*Task item*. Look through the data below. Show each line where the string "Complete" occurs.

[[ Listed entries open ]]

use crate::{
    error::ValidationFailure,
    message::{RejectCode, RejectMessage, VersionMessage},
    MAX_CLOCK_SKEW,
};

/// Which side opened the connection. Decides who speaks first.
#[derive(Clone, Copy, Debug, PartialEq, Eq)]
pub enum Role {
    /// The peer dialed us, we wait for its version first.
    Inbound,
    /// We dialed the peer, we send our version first.
    Outbound,
}

/// Externally observable state of a connection.
#[derive(Clone, Copy, Debug, PartialEq, Eq)]
pub enum ConnectionState {
    NotStarted,
    HandshakeInProgress,
    Established,
    /// The handshake failed: protocol violation, refused peer or broken transport.
    Rejected,
    Closed,
}

/// How far the handshake got. Only ever moves forward.
#[derive(Clone, Copy, Debug, PartialEq, Eq, PartialOrd, Ord)]
pub(crate) enum Phase {
    NotStarted,
    InProgress,
    Established,
    Rejected,
}

impl ConnectionState {
    /// A failed handshake stays `Rejected`. Otherwise a dead transport wins.
    pub(crate) fn derive(phase: Phase, transport_connected: bool) -> Self {
        match phase {
            Phase::Rejected => Self::Rejected,
            _ if !transport_connected => Self::Closed,
            Phase::NotStarted => Self::NotStarted,
            Phase::InProgress => Self::HandshakeInProgress,
            Phase::Established => Self::Established,
        }
    }
}

/// Steps the handshake goes through (post connection).
#[derive(Clone, Copy, Debug, PartialEq, Eq)]
pub(crate) enum Step {
    Init,
    SendVersion,
    RecvVersion,
    /// Check the peer's version, answer with `verack` or `reject`.
    Validate,
    RecvVerack,
    Complete,
}

impl Step {
    pub(crate) fn new() -> Self {
        Self::Init
    }

    /// Steps transitions. An outbound peer reads the peer's `verack` before
    /// validating, an inbound one after answering.
    pub(crate) fn next(self, role: Role, strict_verack: bool) -> Self {
        match (role, self) {
            (Role::Outbound, Self::Init) => Self::SendVersion,
            (Role::Outbound, Self::SendVersion) => Self::RecvVersion,
            (Role::Outbound, Self::RecvVersion) if strict_verack => Self::RecvVerack,
            (Role::Outbound, Self::RecvVersion) => Self::Validate,
            (Role::Outbound, Self::RecvVerack) => Self::Validate,
            (Role::Outbound, Self::Validate) => Self::Complete,

            (Role::Inbound, Self::Init) => Self::RecvVersion,
            (Role::Inbound, Self::RecvVersion) => Self::SendVersion,
            (Role::Inbound, Self::SendVersion) => Self::Validate,
            (Role::Inbound, Self::Validate) if strict_verack => Self::RecvVerack,
            (Role::Inbound, Self::Validate) => Self::Complete,
            (Role::Inbound, Self::RecvVerack) => Self::Complete,

            (_, Self::Complete) => Self::Complete,
        }
    }
}

/// Checks a peer's version against our minimum and our clock.
///
/// Returns the peer clock offset in seconds (peer time minus `now`) when the
/// peer is acceptable.
pub fn validate_peer_version(
    peer: &VersionMessage,
    now: i64,
    min_version: i32,
) -> Result<i64, ValidationFailure> {
    if peer.version < min_version {
        return Err(ValidationFailure::Obsolete {
            version: peer.version,
            minimum: min_version,
        });
    }

    let offset = peer.timestamp.saturating_sub(now);
    let tolerance = MAX_CLOCK_SKEW.as_secs() as i64;
    if offset.unsigned_abs() > tolerance as u64 {
        return Err(ValidationFailure::ClockSkew { offset, tolerance });
    }

    Ok(offset)
}

impl ValidationFailure {
    /// The `reject` telling the peer why its version was refused.
    pub fn reject_message(&self) -> RejectMessage {
        match self {
            Self::Obsolete { minimum, .. } => RejectMessage::new(
                "version",
                RejectCode::Obsolete,
                format!("Client version needs to be at least {minimum}"),
            ),
            Self::ClockSkew { offset, tolerance } => RejectMessage::new(
                "version",
                RejectCode::Invalid,
                format!("Bad timestamp: {offset}s away from our clock, more than {tolerance}s"),
            ),
        }
    }
}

[[ Listed entries closed ]]

*Answer below*.
    Complete,
            (Role::Outbound, Self::Validate) => Self::Complete,
            (Role::Inbound, Self::Validate) => Self::Complete,
            (Role::Inbound, Self::RecvVerack) => Self::Complete,
            (_, Self::Complete) => Self::Complete,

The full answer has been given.